> _Data for this exercise_:

···

//! Up/down edge detection over the two newest scans.

use std::fmt;

use serde::{Deserialize, Serialize};

use crate::error::StoreError;
use crate::scan::{MonitoredTarget, ScanResult};
use crate::store::ScanStore;

/// Direction of a state flip
#[derive(Debug, Clone, Copy, PartialEq, Eq, Serialize, Deserialize)]
#[serde(rename_all = "snake_case")]
pub enum TransitionKind {
    Down,
    BackUp,
}

impl fmt::Display for TransitionKind {
    fn fmt(&self, f: &mut fmt::Formatter<'_>) -> fmt::Result {
        match self {
            TransitionKind::Down => write!(f, "down"),
            TransitionKind::BackUp => write!(f, "back_up"),
        }
    }
}

/// A flip between two consecutive scans of one target
#[derive(Debug, Clone, PartialEq, Eq)]
pub struct Transition {
    pub kind: TransitionKind,
    pub previous: ScanResult,
    pub now: ScanResult,
}

impl Transition {
    /// Compare two consecutive scans; `None` when both share a state
    pub fn between(previous: &ScanResult, now: &ScanResult) -> Option<Self> {
        let kind = match (previous.was_online, now.was_online) {
            (false, true) => TransitionKind::BackUp,
            (true, false) => TransitionKind::Down,
            _ => return None,
        };

        Some(Self { kind, previous: previous.clone(), now: now.clone() })
    }

    /// Detect a transition from scans ordered newest first.
    ///
    /// Only the first two entries are looked at; anything older is ignored.
    pub fn from_newest_first(scans: &[ScanResult]) -> Option<Self> {
        match scans {
            [now, previous, ..] => Self::between(previous, now),
            _ => None,
        }
    }
}

/// Read the two newest scans of `target` and report a flip between them
pub async fn detect_transition(
    store: &dyn ScanStore,
    target: &MonitoredTarget,
) -> Result<Option<Transition>, StoreError> {
    let last_two = store.last_n(target, 2).await?;
    Ok(Transition::from_newest_first(&last_two))
}
/// Whole check cycles against scripted collaborators
pub mod scenario_tests;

···

> _Task goal_: Please copy exactly the lines from the first line of the records above through the line containing "a state flip", including both, and nothing more.

> _Response_:
//! Up/down edge detection over the two newest scans.

use std::fmt;

use serde::{Deserialize, Serialize};

use crate::error::StoreError;
use crate::scan::{MonitoredTarget, ScanResult};
use crate::store::ScanStore;

/// Direction of a state flip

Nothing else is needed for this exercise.